社会主義が出たところで ここで マルクスの思想を取り上げるのが よいと思う。それによって 二種の平面の交錯する現実を 問題解決の展開過程として 議論することができると思うからである。なお われわれの戦い(旅)にとっては 井戸端会議が 基本であった。また まだ それは 世界の解釈であるから 現代における われわれにとっての バルカン放浪である。ただし問い求めの場は すでに見出したと言おうということであった。

  • なお 冒頭に整理した議論に 若干の註を施しておきたい。

無効の法現実が 実効性をもつという点について。
法は 《殺すなかれ》とおしえているのであるから 戦力をもつことは 法律のもとに合法であれ また 違法であれ 無効である。そして このように議論(問答)することは 場の現実的な有効性を 一つの基準としていることである。
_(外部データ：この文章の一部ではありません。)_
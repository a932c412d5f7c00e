pub mod card;
pub mod member;
pub mod policy;
pub mod transaction;

pub use card::{Card, CardBrand, CardId};
pub use member::{Actor, Member, MemberId, Role, Team};
pub use policy::{ExpensePolicy, PolicyId};
pub use transaction::{Transaction, TransactionId, TransactionNote, TransactionStatus};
このとき 有効性の基準が 単なる道徳的な規範にならないためには 現実と超現実 ないしは有効と無効との混在する全体現実について 問答をくりひろげ これを実践に移すことが 展開過程である。一般に 核兵器の出現によって 世界自治は このような新しい段階に入った。したがって 日本国憲法の第九条と 自衛隊の存在との問題も この視点の中にある。
以上は 《無効な法現実が にもかかわらず 実効性をもつ》ことの 一例である。
もう少し この視点を 積極的に 問題展開の過程そのものとして とらえようと思えば 同じこの命題を それは 《法の有効と無効とが 全体の場として 混在している》と言いかえて 次のように。
同じ一例としてだが 上に復習した理論の中で 《内的な階層構造どうしの種的二角関係において 互いの平面が交錯するような矛盾によって 類関係(矛盾の歴史過程的な解決のことである)が 成り立つ》というとき しかるに 資本一元論による社会現実では この《種差》に 無関心となり これを 無差別にして 一様な同一平面の世界としがちだと述べた点に対応して。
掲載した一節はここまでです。